One thing is for sure: you need to provide a good food source for deer to linger on your plot. Food, water, and shelter are three prerequisites for deer to start coming to your land and make it their home.
Deer Like a Variety of Food Sources
Food sources can vary, depending on the season, the climate, and the land. In general, spring starts with forbs and soft grasses that are easily digestible. During this time, deer are trying to gain back the fat they lost during winter.
As summer comes, deer will turn to fruit and nuts; in fall, acorn supplies start giving nutritious acorns that deer love. Depending on the type of oak, acorns can be found from September up until March, keeping deer fed until the end of winter.
A small tip for landowners and deer aficionados: deer love mushrooms. They are a good source of protein for deer, who will often nibble at mushrooms on the ground.
Why Do Landowners Need Food Plots?
Landowners often plant food plots for the in-between period when natural vegetation is not available. Food plots are particularly useful at the end of summer and the end of winter. In late summer, fruits have already fallen but acorns are not ready yet. At the end of winter, the acorn supply has dried up but grasses have not yet started to shoot. Food plots will supply tasty vegetation for the animals.
Deer Like Variety but Have Preferred Foods
Depending on the region and the time of year, deer will have their favorite food supply. Sometimes it’s maples or berries, in other places it can be sumac or acorns. Deer will start with their preferred food and will then turn to the second and third choices, once their first food choice has been depleted.
Acorns are highly nutritious, filled with carbohydrates, and easy to digest. When fall comes, deer need to put on weight to keep them through winter and acorns are an excellent food for this purpose, as they are a high-energy food source.
Research has shown that the more acorns deer eat, the fatter they are. When they eat acorns right before winter, they have more body fat stored to keep them going in winter, when food sources are fewer and leaner.
Why Are Acorns Important for the Deer Population?
Planting various types of oaks will keep deer populations on your plot, particularly from early fall through to winter. Oak trees come in a great variety of species. Planting different types of oaks is essential to provide acorns for your deer population at different times.

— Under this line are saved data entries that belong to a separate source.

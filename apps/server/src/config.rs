//! Server configuration.
//!
//! Supports loading from YAML files with environment variable overrides.

use std::path::{Path, PathBuf};

use anyhow::{Context, Result};
use serde::Deserialize;

use tonebridge_core::constants::SAMPLE_RATE;
use tonebridge_core::CaptureConfig;

/// Server configuration loaded from YAML with environment overrides.
#[derive(Debug, Deserialize)]
#[serde(default)]
pub struct ServerConfig {
    /// Port to bind the HTTP server to.
    /// Override: `TONEBRIDGE_PORT`
    pub port: u16,

    /// Path to the backend credentials JSON file.
    /// Override: `TONEBRIDGE_CREDENTIALS`
    pub credentials: Option<PathBuf>,

    /// Seconds to wait for delivery packets before a stream is declared
    /// dead. 120 by default; lean deployments use 30.
    /// Override: `TONEBRIDGE_DELIVERY_TIMEOUT`
    pub delivery_timeout_secs: u64,

    /// Progress notification period in seconds of audio (0 disables).
    pub notify_period_secs: u64,

    /// Hours a finished receipt is retained before eviction.
    pub receipt_retention_hours: u64,
}

impl Default for ServerConfig {
    fn default() -> Self {
        Self {
            port: 39704,
            credentials: None,
            delivery_timeout_secs: 120,
            notify_period_secs: 60,
            receipt_retention_hours: 12,
        }
    }
}

impl ServerConfig {
    /// Loads configuration from a YAML file, then applies environment overrides.
    pub fn load(path: Option<&Path>) -> Result<Self> {
        let mut config = if let Some(path) = path {
            let content = std::fs::read_to_string(path)
                .with_context(|| format!("Failed to read config file: {}", path.display()))?;
            serde_yaml::from_str(&content)
                .with_context(|| format!("Failed to parse config file: {}", path.display()))?
        } else {
            Self::default()
        };

        config.apply_env_overrides();
        Ok(config)
    }

    /// Applies environment variable overrides to the configuration.
    fn apply_env_overrides(&mut self) {
        if let Ok(val) = std::env::var("TONEBRIDGE_PORT") {
            if let Ok(port) = val.parse() {
                self.port = port;
            }
        }

        if let Ok(val) = std::env::var("TONEBRIDGE_CREDENTIALS") {
            if !val.is_empty() {
                self.credentials = Some(PathBuf::from(val));
            }
        }

        if let Ok(val) = std::env::var("TONEBRIDGE_DELIVERY_TIMEOUT") {
            if let Ok(secs) = val.parse() {
                self.delivery_timeout_secs = secs;
            }
        }
    }

    /// Converts to tonebridge-core's Config type.
    pub fn to_core_config(&self) -> tonebridge_core::Config {
        tonebridge_core::Config {
            port: self.port,
            capture: CaptureConfig {
                delivery_timeout_secs: self.delivery_timeout_secs,
                notify_period_frames: self.notify_period_secs * u64::from(SAMPLE_RATE),
                ..CaptureConfig::default()
            },
            receipt_retention_secs: self.receipt_retention_hours * 3600,
            ..tonebridge_core::Config::default()
        }
    }
}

Sawtooth oak, for instance, gives acorns from September to mid-October. It is then followed by willow oak, white oak, swamp chestnut oak, Shumard oak, and Nuttall oak, which drops acorns from January until March. Planting several varieties of oaks will make sure your land has acorns from late September to March, and deer will find a precious food source on your property.
Planting Oaks on Your Land
Before choosing which oaks to plant, you need to study your plot and see what type of bottomland and highland you have.

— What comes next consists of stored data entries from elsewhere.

//! Pull side of the capture bridge.
//!
//! [`PcmStream`] is the single consumer of the capture queue. It runs a small
//! lookahead cache so the final packets of a track can be inspected before
//! they are emitted: when the terminal `End` arrives, the longest contiguous
//! suffix of cached packets that is byte-identical to the silence block is
//! dropped, and everything else is emitted unchanged in the original order.
//! Interior silent packets are never touched.

use std::collections::VecDeque;
use std::sync::Arc;
use std::time::Duration;

use async_stream::stream;
use bytes::Bytes;
use futures::Stream;
use tokio::sync::mpsc;

use crate::backend::AudioPacket;
use crate::state::CaptureConfig;

use super::bridge::{CaptureBridge, DeliveryEvent};
use super::{is_silence_block, PlayError};

/// Periodic progress callback, fired on exact period boundaries.
///
/// Accumulates emitted frames; every time the running total crosses the next
/// threshold the callback receives the threshold value itself (not the
/// overshooting total), so reported positions are always round multiples of
/// the period and strictly increasing. A single large packet can fire the
/// callback several times.
pub struct ProgressNotifier {
    period: u64,
    next_threshold: u64,
    total_frames: u64,
    callback: Box<dyn FnMut(u64) + Send>,
}

impl ProgressNotifier {
    /// Creates a notifier firing every `period` frames.
    pub fn new(period: u64, callback: Box<dyn FnMut(u64) + Send>) -> Self {
        debug_assert!(period > 0, "notification period must be positive");
        Self {
            period,
            next_threshold: period,
            total_frames: 0,
            callback,
        }
    }

    /// Accounts for one emitted packet.
    fn packet_emitted(&mut self, frame_count: u64) {
        self.total_frames += frame_count;
        while self.total_frames >= self.next_threshold {
            (self.callback)(self.next_threshold);
            self.next_threshold += self.period;
        }
    }
}

/// Where the pull sequence currently is in its lifecycle.
enum Phase {
    /// Waiting on delivery events.
    Receiving,
    /// Terminal seen (or failure surfaced); only `pending` remains.
    Finished,
}

/// Pull iterator over one track's PCM chunks.
///
/// Finite and non-restartable: after the terminal event is processed the
/// stream yields its remaining chunks and then `None` forever. Dropping the
/// stream stops the owning bridge, so abandonment (client disconnect, an
/// error in a later pipeline stage) always releases backend resources.
pub struct PcmStream {
    bridge: Arc<CaptureBridge>,
    rx: mpsc::UnboundedReceiver<DeliveryEvent>,
    cache: VecDeque<AudioPacket>,
    lookahead: usize,
    timeout: Duration,
    notifier: Option<ProgressNotifier>,
    /// Chunks emitted from the cache but not yet handed to the caller.
    pending: VecDeque<Bytes>,
    phase: Phase,
}

impl PcmStream {
    pub(crate) fn new(
        bridge: Arc<CaptureBridge>,
        rx: mpsc::UnboundedReceiver<DeliveryEvent>,
        config: &CaptureConfig,
    ) -> Self {
        Self {
            bridge,
            rx,
            cache: VecDeque::new(),
            lookahead: config.lookahead,
            timeout: Duration::from_secs(config.delivery_timeout_secs),
            notifier: None,
            pending: VecDeque::new(),
            phase: Phase::Receiving,
        }
    }

    /// Attaches a progress notifier firing every `period_frames` frames.
    pub fn with_notifier(
        mut self,
        period_frames: u64,
        callback: Box<dyn FnMut(u64) + Send>,
    ) -> Self {
        self.notifier = Some(ProgressNotifier::new(period_frames, callback));
        self
    }

    /// Returns the next PCM chunk.
    ///
    /// `Some(Ok(chunk))` delivers payload bytes in push order; `Some(Err(_))`
    /// terminates the stream with a playback failure; `None` is the normal
    /// end of the sequence.
    pub async fn next_chunk(&mut self) -> Option<Result<Bytes, PlayError>> {
        loop {
            if let Some(chunk) = self.pending.pop_front() {
                return Some(Ok(chunk));
            }
            if matches!(self.phase, Phase::Finished) {
                return None;
            }

            let event = match tokio::time::timeout(self.timeout, self.rx.recv()).await {
                Ok(Some(event)) => event,
                Ok(None) => {
                    // Channel closed without a terminal: bridge dropped out
                    // from under us.
                    return Some(self.fail(PlayError::Backend(
                        "delivery channel closed without end of stream".to_string(),
                    )));
                }
                Err(_) => {
                    return Some(self.fail(PlayError::Timeout(self.timeout.as_secs())));
                }
            };

            match event {
                DeliveryEvent::Audio(packet) => {
                    self.bridge.packet_dequeued();
                    self.cache.push_back(packet);
                    while self.cache.len() > self.lookahead {
                        let packet = self.cache.pop_front().expect("cache non-empty");
                        self.emit(packet);
                    }
                }
                DeliveryEvent::End => {
                    self.trim_trailing_silence();
                    while let Some(packet) = self.cache.pop_front() {
                        self.emit(packet);
                    }
                    self.phase = Phase::Finished;
                    log::debug!("[Capture] All packets processed");
                }
                DeliveryEvent::Error(message) => {
                    // Cached packets are discarded on error.
                    self.cache.clear();
                    return Some(self.fail(PlayError::Backend(message)));
                }
            }
        }
    }

    /// Converts into a `futures::Stream` of chunks.
    pub fn into_chunk_stream(self) -> impl Stream<Item = Result<Bytes, PlayError>> + Send {
        stream! {
            let mut pcm = self;
            while let Some(item) = pcm.next_chunk().await {
                yield item;
            }
        }
    }

    /// Moves a packet from the cache to the caller-visible queue, firing
    /// progress notifications.
    fn emit(&mut self, packet: AudioPacket) {
        if let Some(notifier) = self.notifier.as_mut() {
            notifier.packet_emitted(packet.frame_count as u64);
        }
        self.pending.push_back(packet.payload);
    }

    /// Drops the contiguous suffix of cached packets matching the silence
    /// block. Runs only once, after the terminal `End`.
    fn trim_trailing_silence(&mut self) {
        let mut trimmed = 0;
        while self
            .cache
            .back()
            .is_some_and(|p| is_silence_block(&p.payload))
        {
            self.cache.pop_back();
            trimmed += 1;
        }
        if trimmed > 0 {
            log::info!(
                "[Capture] Skipping {} trailing silence packet(s)",
                trimmed
            );
        }
    }

    /// Terminates the stream with an error, stopping the bridge.
    ///
    /// The queue is only read when `pending` is empty, so no emitted chunk
    /// is ever lost to a failure.
    fn fail(&mut self, error: PlayError) -> Result<Bytes, PlayError> {
        self.phase = Phase::Finished;
        self.bridge.stop();
        Err(error)
    }
}

impl Drop for PcmStream {
    fn drop(&mut self) {
        // Abandonment path: the consumer went away mid-stream.
        self.bridge.stop();
    }
}
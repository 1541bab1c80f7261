//! Tonebridge Server - standalone headless server for Tonebridge.
//!
//! Streams catalog tracks over HTTP with optional on-the-fly FLAC
//! transcoding. Designed for deployments where the bridge runs as a
//! background daemon next to the renderer that consumes it.

mod config;

use std::path::PathBuf;
use std::sync::Arc;

use anyhow::{bail, Context, Result};
use clap::Parser;
use tokio::signal;
use tonebridge_core::constants::APP_NAME;
use tonebridge_core::{bootstrap_services, start_server, Credentials, MockBackend, MusicBackend};

use crate::config::ServerConfig;

/// Tonebridge Server - headless catalog-to-HTTP audio streaming bridge.
#[derive(Parser, Debug)]
#[command(name = "tonebridge-server")]
#[command(author, version, about, long_about = None)]
struct Args {
    /// Path to the configuration file (YAML).
    #[arg(short, long, value_name = "FILE")]
    config: Option<PathBuf>,

    /// Log level (error, warn, info, debug, trace).
    #[arg(short, long, default_value = "info", env = "TONEBRIDGE_LOG_LEVEL")]
    log_level: log::LevelFilter,

    /// Bind port (overrides config file).
    #[arg(short = 'p', long)]
    port: Option<u16>,

    /// Path to the credentials JSON file (overrides config file).
    #[arg(long, value_name = "FILE")]
    credentials: Option<PathBuf>,

    /// Backend implementation to use. `mock` synthesizes a demo catalog;
    /// a vendor SDK adapter is wired in at deployment.
    #[arg(short, long, default_value = "mock")]
    backend: String,
}

#[tokio::main]
async fn main() -> Result<()> {
    let args = Args::parse();

    // Initialize logging
    env_logger::Builder::new()
        .filter_level(args.log_level)
        .format_timestamp_millis()
        .init();

    log::info!("{} Server v{}", APP_NAME, env!("CARGO_PKG_VERSION"));

    // Load configuration
    let mut config =
        ServerConfig::load(args.config.as_deref()).context("Failed to load configuration")?;

    // Apply CLI overrides
    if let Some(port) = args.port {
        config.port = port;
    }
    if let Some(credentials) = args.credentials {
        config.credentials = Some(credentials);
    }

    let backend: Arc<dyn MusicBackend> = match args.backend.as_str() {
        "mock" => Arc::new(MockBackend::with_demo_catalog()),
        other => bail!(
            "Unknown backend '{}'. Only 'mock' is built in; a vendor SDK \
             adapter must be wired in at deployment.",
            other
        ),
    };

    let credentials = match &config.credentials {
        Some(path) => Credentials::load(path)
            .with_context(|| format!("Failed to load credentials: {}", path.display()))?,
        None if args.backend == "mock" => {
            log::info!("No credentials configured - using mock defaults");
            Credentials::plain("mock", "mock", "mock", std::env::temp_dir())
        }
        None => bail!(
            "No credentials configured. Set `credentials` in the config file, \
             pass --credentials, or set TONEBRIDGE_CREDENTIALS."
        ),
    };

    let core_config = config.to_core_config();
    log::info!(
        "Configuration: port={}, delivery_timeout={}s",
        core_config.port,
        core_config.capture.delivery_timeout_secs
    );

    // Bootstrap services (includes the bounded backend login)
    let services = bootstrap_services(backend, &credentials, core_config)
        .await
        .context("Failed to bootstrap services")?;

    log::info!("Services bootstrapped successfully");

    let app_state = services.app_state();
    let port = config.port;

    let server_handle = tokio::spawn(async move {
        if let Err(e) = start_server(app_state).await {
            log::error!("Server error: {}", e);
        }
    });

    log::info!("HTTP server started on port {}", port);

    // Wait for shutdown signal
    shutdown_signal().await;

    log::info!("Shutdown signal received, cleaning up...");

    server_handle.abort();

    log::info!("Shutdown complete");
    Ok(())
}

/// Waits for a shutdown signal (Ctrl+C or SIGTERM).
async fn shutdown_signal() {
    let ctrl_c = async {
        signal::ctrl_c()
            .await
            .expect("Failed to install Ctrl+C handler");
    };

    #[cfg(unix)]
    let terminate = async {
        signal::unix::signal(signal::unix::SignalKind::terminate())
            .expect("Failed to install SIGTERM handler")
            .recv()
            .await;
    };

    #[cfg(not(unix))]
    let terminate = std::future::pending::<()>();

    tokio::select! {
        _ = ctrl_c => {},
        _ = terminate => {},
    }
}
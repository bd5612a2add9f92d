//! # eventcore: Discrete-Event Scheduling Kernel
//!
//! The engine underneath a wireless network simulator. Every protocol timer,
//! packet arrival and probe sample is an event: a closure due at a simulated
//! instant. The scheduler runs them one at a time, strictly by time and, at
//! equal times, in submission order.
//!
//! ## Architecture
//!
//! ```text
//! ┌───────────────────────────────────────┐
//! │              Scheduler                │ ← drain commands, pop, run, notify
//! │  ┌──────────────┐   ┌──────────────┐  │
//! │  │  EventStore  │   │    Arena     │  │ ← ids by time / owned callables
//! │  │ bucket, heap │   │  (gen keys)  │  │
//! │  └──────────────┘   └──────────────┘  │
//! │  ┌──────────────┐   ┌──────────────┐  │
//! │  │ CommandQueue │   │  Observers   │  │ ← cross-thread ingress / hooks
//! │  └──────────────┘   └──────────────┘  │
//! │  ┌──────────────┐                     │
//! │  │   SimTime    │                     │ ← logical clock (ns)
//! │  └──────────────┘                     │
//! └───────────────────────────────────────┘
//!          ▲                      ▲
//!   EventHandle / timers    CommandSender (any thread)
//! ```
//!
//! Callables receive `&mut Scheduler`; there is no global scheduler.

pub(crate) mod arena;
pub mod command;
pub mod config;
pub mod error;
pub mod event;
pub mod observer;
pub mod scheduler;
pub mod store;
pub mod time;
pub mod timer;

// Re-exports for convenience.
pub use command::{CommandHandle, CommandSender};
pub use config::SchedulerConfig;
pub use error::{CancelError, SchedulerError, SchedulerResult};
pub use event::{CallableResult, EventHandle, EventId, EventState};
pub use observer::{ObserverId, SchedulerObserver};
pub use scheduler::{RunState, Scheduler};
pub use store::{BucketStore, EventStore, HeapStore};
pub use time::SimTime;
pub use timer::{MultipleTimeout, PeriodicTimeout, Timeout};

You must also see what type of oaks already exist on your land and how you can diversify the varieties of oaks. You need to take into consideration your area, climate, type of soil, and surrounding vegetation before deciding on which oaks to plant.
Take time to walk around your property and notice which trees and bushes have been nibbled by deer. This will give you an idea about what type of vegetation deer favor in your area.

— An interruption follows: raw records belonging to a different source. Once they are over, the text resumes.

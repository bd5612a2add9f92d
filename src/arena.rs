//! Generation-checked slab for queued events.
//!
//! The event store only ever holds [`EventId`]s. Removing an event from the
//! arena bumps its slot generation, which turns every copy of the old key
//! still sitting in a store bucket into a tombstone.

use crate::event::EventId;

#[derive(Debug)]
struct Slot<T> {
    generation: u32,
    value: Option<T>,
}

#[derive(Debug)]
pub(crate) struct Arena<T> {
    slots: Vec<Slot<T>>,
    free: Vec<u32>,
    len: usize,
}

impl<T> Arena<T> {
    pub(crate) fn with_capacity(capacity: usize) -> Self {
        Arena {
            slots: Vec::with_capacity(capacity),
            free: Vec::new(),
            len: 0,
        }
    }

    /// Reserve the next key without occupying it yet.
    pub(crate) fn next_id(&self) -> EventId {
        match self.free.last() {
            Some(&index) => EventId::new(index, self.slots[index as usize].generation),
            None => EventId::new(self.slots.len() as u32, 0),
        }
    }

    /// Insert a value built from its own key.
    pub(crate) fn insert_with(&mut self, build: impl FnOnce(EventId) -> T) -> EventId {
        let id = self.next_id();
        let value = build(id);
        match self.free.pop() {
            Some(index) => {
                let slot = &mut self.slots[index as usize];
                debug_assert!(slot.value.is_none());
                slot.value = Some(value);
            }
            None => self.slots.push(Slot {
                generation: 0,
                value: Some(value),
            }),
        }
        self.len += 1;
        id
    }

    pub(crate) fn get(&self, id: EventId) -> Option<&T> {
        let slot = self.slots.get(id.index as usize)?;
        if slot.generation != id.generation {
            return None;
        }
        slot.value.as_ref()
    }

    #[cfg(test)]
    pub(crate) fn contains(&self, id: EventId) -> bool {
        self.get(id).is_some()
    }

    /// Take the value out and retire the key.
    pub(crate) fn remove(&mut self, id: EventId) -> Option<T> {
        let slot = self.slots.get_mut(id.index as usize)?;
        if slot.generation != id.generation {
            return None;
        }
        let value = slot.value.take()?;
        slot.generation = slot.generation.wrapping_add(1);
        self.free.push(id.index);
        self.len -= 1;
        Some(value)
    }

    /// Remove every value, retiring all live keys.
    pub(crate) fn drain(&mut self) -> Vec<T> {
        let mut out = Vec::with_capacity(self.len);
        for (index, slot) in self.slots.iter_mut().enumerate() {
            if let Some(value) = slot.value.take() {
                slot.generation = slot.generation.wrapping_add(1);
                self.free.push(index as u32);
                out.push(value);
            }
        }
        self.len = 0;
        out
    }

    pub(crate) fn len(&self) -> usize {
        self.len
    }
}
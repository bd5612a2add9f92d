//! Demo driver: a periodic probe, a zero-delay event chain and a second
//! thread injecting commands, all on one scheduler.

use std::cell::Cell;
use std::rc::Rc;
use std::sync::atomic::{AtomicU64, Ordering};
use std::sync::Arc;
use std::thread;
use std::time::Duration;

use clap::{Parser, ValueEnum};
use tracing_subscriber::EnvFilter;

use eventcore::config::{load_config, SchedulerConfig};
use eventcore::error::BoxError;
use eventcore::event::EventHandle;
use eventcore::observer::{HookResult, SchedulerObserver};
use eventcore::store::{BucketStore, HeapStore};
use eventcore::timer::PeriodicTimeout;
use eventcore::{CallableResult, Scheduler, SimTime};

#[derive(Debug, Clone, Copy, ValueEnum)]
enum StoreKind {
    Bucket,
    Heap,
}

#[derive(Parser, Debug)]
#[command(name = "eventcore")]
#[command(about = "Run a small discrete-event workload and print a summary")]
struct Args {
    /// TOML scheduler configuration.
    #[arg(long)]
    config: Option<String>,
    /// Simulated seconds to run for; overrides `stop_at` from the config.
    #[arg(long)]
    until: Option<f64>,
    /// Probe period in simulated milliseconds.
    #[arg(long, default_value_t = 250)]
    probe_ms: u64,
    /// Length of the zero-delay event chain started at the origin.
    #[arg(long, default_value_t = 16)]
    chain: u32,
    /// Commands injected from a second thread.
    #[arg(long, default_value_t = 8)]
    commands: u64,
    #[arg(long, value_enum, default_value_t = StoreKind::Bucket)]
    store: StoreKind,
}

/// Counts what the engine reports while the demo runs.
#[derive(Default)]
struct Summary {
    processed: u64,
    instants: u64,
    canceled: u64,
}

impl SchedulerObserver for Summary {
    fn on_process_one_event(&mut self, _event: &EventHandle) -> HookResult {
        self.processed += 1;
        Ok(())
    }
    fn on_new_sim_time(&mut self, _time: SimTime) -> HookResult {
        self.instants += 1;
        Ok(())
    }
    fn on_cancel_event(&mut self, _event: &EventHandle) -> HookResult {
        self.canceled += 1;
        Ok(())
    }
    fn as_any(&self) -> &dyn std::any::Any {
        self
    }
    fn as_any_mut(&mut self) -> &mut dyn std::any::Any {
        self
    }
}

const DEFAULT_RUN_SECS: f64 = 10.0;

fn main() {
    tracing_subscriber::fmt()
        .with_env_filter(
            EnvFilter::try_from_default_env().unwrap_or_else(|_| EnvFilter::new("info")),
        )
        .init();

    if let Err(err) = run() {
        tracing::error!("{err}");
        std::process::exit(1);
    }
}

fn run() -> Result<(), BoxError> {
    let args = Args::parse();

    let mut config = match &args.config {
        Some(path) => {
            tracing::info!("Loading configuration from: {}", path);
            load_config(path)?
        }
        None => SchedulerConfig::default(),
    };
    if args.until.is_some() {
        config.stop_at = args.until;
    }
    // The probe never runs dry, so something has to end the run.
    if config.stop_at.is_none() {
        config.stop_at = Some(DEFAULT_RUN_SECS);
    }
    config.validate()?;

    let mut sched = match args.store {
        StoreKind::Bucket => Scheduler::from_config_with_store(&config, BucketStore::new()),
        StoreKind::Heap => Scheduler::from_config_with_store(&config, HeapStore::new()),
    };
    let summary = sched.add_observer(Box::new(Summary::default()));

    // ── Periodic probe ────────────────────────────────────────
    let samples = Rc::new(Cell::new(0u64));
    let probe = PeriodicTimeout::new();
    let counter = Rc::clone(&samples);
    probe.start_periodic_timeout(
        &mut sched,
        Duration::from_millis(args.probe_ms),
        Duration::ZERO,
        move |s| {
            counter.set(counter.get() + 1);
            tracing::debug!(at = %s.time(), "probe sample");
            Ok(())
        },
    )?;

    // ── Zero-delay chain ──────────────────────────────────────
    let links = Rc::new(Cell::new(0u32));
    if args.chain > 0 {
        let links = Rc::clone(&links);
        sched.schedule_now(move |s| chain_link(s, links, args.chain));
    }

    // ── Cross-thread producer ─────────────────────────────────
    let delivered = Arc::new(AtomicU64::new(0));
    let sender = sched.command_sender();
    let injected = Arc::clone(&delivered);
    let count = args.commands;
    let producer = thread::spawn(move || {
        for n in 0..count {
            let injected = Arc::clone(&injected);
            sender.queue_command(move |s| {
                s.schedule_now(move |s| {
                    injected.fetch_add(1, Ordering::Relaxed);
                    tracing::debug!(command = n, at = %s.time(), "injected event ran");
                    Ok(())
                });
                Ok(())
            });
            thread::sleep(Duration::from_millis(1));
        }
    });

    let processed = sched.start()?;
    if producer.join().is_err() {
        return Err("command producer thread panicked".into());
    }
    // Late commands still drain while the run is stopped; their events land
    // in the stopping instant.
    loop {
        let progressed = sched.process_one_event()?;
        if !progressed && sched.pending_commands() == 0 {
            break;
        }
    }

    let stats = sched
        .observer::<Summary>(summary)
        .ok_or("summary observer missing")?;

    println!("═══════════════════════════════════════════════════════");
    println!("  eventcore: discrete-event scheduler demo");
    println!("═══════════════════════════════════════════════════════");
    println!("  Store:            {}", sched.store_name());
    println!("  Final time:       {}", sched.time());
    println!("  Events processed: {} ({} reported)", processed, stats.processed);
    println!("  Instants visited: {}", stats.instants);
    println!("  Events canceled:  {}", stats.canceled);
    println!("  Probe samples:    {}", samples.get());
    println!("  Chain links:      {}", links.get());
    println!(
        "  Commands:         {}/{} delivered",
        delivered.load(Ordering::Relaxed),
        args.commands
    );
    println!("  Still queued:     {}", sched.size());
    println!("  Run state:        {:?}", sched.state());

    let failures = sched.take_observer_failures();
    if !failures.is_empty() {
        tracing::warn!(count = failures.len(), "observer hooks failed during the run");
    }
    Ok(())
}

fn chain_link(s: &mut Scheduler, links: Rc<Cell<u32>>, remaining: u32) -> CallableResult {
    links.set(links.get() + 1);
    if remaining > 1 {
        s.schedule_now(move |s| chain_link(s, links, remaining - 1));
    }
    Ok(())
}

Oak trees take time to mature and produce acorns, starting at 20 years old and maximizing production around 50 years old. Crops vary from year to year and even from tree to tree; humidity, drought, and late frost affect acorn crops.
Providing a variety of oaks is important because some oak trees will produce well this year while others will have a bumper crop next season. By diversifying your oaks, you are making sure there will always be acorn production for the deer.
Oaks and Acorns Can Help You Bring Deer to Your Land
If you are looking for deer to populate your land, you need to plant oaks. Acorns will be a much-appreciated food source to deer, from late fall to winter. In between grasses, leaves, fruit, nuts, and mushrooms, acorns have a solid position in deer nutrition.